In the records below, find each line containing the word "clone" and copy it.

▸ MATERIAL SHOWN:
•••

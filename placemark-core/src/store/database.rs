//! Reference-counted lifecycle for one SQLite database file.
//!
//! A [`DatabaseHandle`] is in exactly one of three states:
//!
//! - `Closed`: no connection exists.
//! - `Open(count)`: a shared connection is live and `count` leases hold it.
//! - `Locked`: the file is held exclusively, typically for a raw copy.
//!
//! Leases nest; the connection is dropped when the last one is released.
//! Locking requires `Closed`, and opening while `Locked` is forbidden. Both
//! violations are programming errors and panic immediately.

use std::{
    fmt, io,
    path::{Path, PathBuf},
    sync::{Arc, Mutex, MutexGuard, PoisonError},
};

use log::debug;
use rusqlite::Connection;

use super::{StoreError, initialise_schema};

enum HandleState {
    Closed,
    Open {
        connection: Arc<Mutex<Connection>>,
        count: usize,
    },
    Locked,
}

impl HandleState {
    const fn name(&self) -> &'static str {
        match self {
            Self::Closed => "closed",
            Self::Open { .. } => "open",
            Self::Locked => "locked",
        }
    }
}

/// Shared entry point to one database file.
pub struct DatabaseHandle {
    path: PathBuf,
    state: Mutex<HandleState>,
}

impl fmt::Debug for DatabaseHandle {
    fn fmt(&self, f: &mut fmt::Formatter<'_>) -> fmt::Result {
        f.debug_struct("DatabaseHandle")
            .field("path", &self.path)
            .field("state", &self.lock_state().name())
            .finish()
    }
}

impl DatabaseHandle {
    /// Create a closed handle for the database at `path`.
    ///
    /// Nothing touches the filesystem until the first [`DatabaseHandle::open`].
    pub fn new(path: impl Into<PathBuf>) -> Self {
        Self {
            path: path.into(),
            state: Mutex::new(HandleState::Closed),
        }
    }

    /// Location of the underlying file.
    #[must_use]
    pub fn path(&self) -> &Path {
        &self.path
    }

    /// Base name of the underlying file, used as its archive entry name.
    #[must_use]
    pub fn file_name(&self) -> String {
        self.path
            .file_name()
            .map(|name| name.to_string_lossy().into_owned())
            .unwrap_or_default()
    }

    /// Acquire a lease on the shared connection, opening it if needed.
    ///
    /// The schema is created on first open of a new file.
    ///
    /// # Panics
    ///
    /// Panics if the handle is currently locked.
    pub fn open(&self) -> Result<OpenDatabase<'_>, StoreError> {
        let mut state = self.lock_state();
        let connection = match &mut *state {
            HandleState::Locked => {
                panic!("database {:?} opened while locked", self.path);
            }
            HandleState::Open { connection, count } => {
                *count += 1;
                Arc::clone(connection)
            }
            HandleState::Closed => {
                let connection = Arc::new(Mutex::new(self.connect()?));
                *state = HandleState::Open {
                    connection: Arc::clone(&connection),
                    count: 1,
                };
                debug!("opened database {:?}", self.path);
                connection
            }
        };
        Ok(OpenDatabase {
            handle: self,
            connection: Some(connection),
        })
    }

    /// Take exclusive ownership of the underlying file.
    ///
    /// # Panics
    ///
    /// Panics unless the handle is closed: locking while any lease is alive,
    /// or locking twice, is a programming error.
    pub fn lock(&self) -> LockedDatabase<'_> {
        let mut state = self.lock_state();
        match &*state {
            HandleState::Closed => {
                *state = HandleState::Locked;
                debug!("locked database {:?}", self.path);
                LockedDatabase { handle: self }
            }
            other => panic!(
                "database {:?} locked while {}; every lease must be released first",
                self.path,
                other.name()
            ),
        }
    }

    /// Report whether no lease or lock is held.
    #[must_use]
    pub fn is_closed(&self) -> bool {
        matches!(&*self.lock_state(), HandleState::Closed)
    }

    /// Number of live leases.
    #[must_use]
    pub fn open_count(&self) -> usize {
        match &*self.lock_state() {
            HandleState::Open { count, .. } => *count,
            HandleState::Closed | HandleState::Locked => 0,
        }
    }

    fn connect(&self) -> Result<Connection, StoreError> {
        let mut connection =
            Connection::open(&self.path).map_err(|source| StoreError::OpenDatabase {
                path: self.path.clone(),
                source,
            })?;
        initialise_schema(&mut connection)?;
        Ok(connection)
    }

    fn release(&self) {
        let mut state = self.lock_state();
        match &mut *state {
            HandleState::Open { count, .. } if *count > 1 => *count -= 1,
            HandleState::Open { .. } => {
                *state = HandleState::Closed;
                debug!("closed database {:?}", self.path);
            }
            other => panic!(
                "database {:?} released while {}",
                self.path,
                other.name()
            ),
        }
    }

    fn unlock(&self) {
        let mut state = self.lock_state();
        if matches!(&*state, HandleState::Locked) {
            *state = HandleState::Closed;
            debug!("unlocked database {:?}", self.path);
        }
    }

    fn lock_state(&self) -> MutexGuard<'_, HandleState> {
        self.state.lock().unwrap_or_else(PoisonError::into_inner)
    }
}

/// A live lease on a [`DatabaseHandle`]; releases it on drop.
pub struct OpenDatabase<'a> {
    handle: &'a DatabaseHandle,
    connection: Option<Arc<Mutex<Connection>>>,
}

impl fmt::Debug for OpenDatabase<'_> {
    fn fmt(&self, f: &mut fmt::Formatter<'_>) -> fmt::Result {
        f.debug_struct("OpenDatabase")
            .field("path", &self.handle.path)
            .finish_non_exhaustive()
    }
}

impl OpenDatabase<'_> {
    /// Borrow the shared connection.
    ///
    /// Leases on the same handle serialise through this guard.
    pub fn connection(&self) -> MutexGuard<'_, Connection> {
        match &self.connection {
            Some(connection) => connection.lock().unwrap_or_else(PoisonError::into_inner),
            None => unreachable!("connection is only taken during drop"),
        }
    }
}

impl Drop for OpenDatabase<'_> {
    fn drop(&mut self) {
        // The connection must be gone before the state can reach `Closed`.
        drop(self.connection.take());
        self.handle.release();
    }
}

/// Exclusive hold on a [`DatabaseHandle`]'s file; unlocks on drop.
pub struct LockedDatabase<'a> {
    handle: &'a DatabaseHandle,
}

impl fmt::Debug for LockedDatabase<'_> {
    fn fmt(&self, f: &mut fmt::Formatter<'_>) -> fmt::Result {
        f.debug_struct("LockedDatabase")
            .field("path", &self.handle.path)
            .finish()
    }
}

impl LockedDatabase<'_> {
    /// Location of the locked file.
    #[must_use]
    pub fn path(&self) -> &Path {
        self.handle.path()
    }

    /// Base name of the locked file.
    #[must_use]
    pub fn file_name(&self) -> String {
        self.handle.file_name()
    }

    /// Delete the underlying file so the next open starts from an empty
    /// schema. A missing file is not an error.
    pub fn reset(&self) -> io::Result<()> {
        match std::fs::remove_file(self.path()) {
            Err(err) if err.kind() == io::ErrorKind::NotFound => Ok(()),
            other => other,
        }
    }
}

impl Drop for LockedDatabase<'_> {
    fn drop(&mut self) {
        self.handle.unlock();
    }
}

•••

▸ ANSWER BOX:
                Arc::clone(connection)
                    connection: Arc::clone(&connection),
                path: self.path.clone(),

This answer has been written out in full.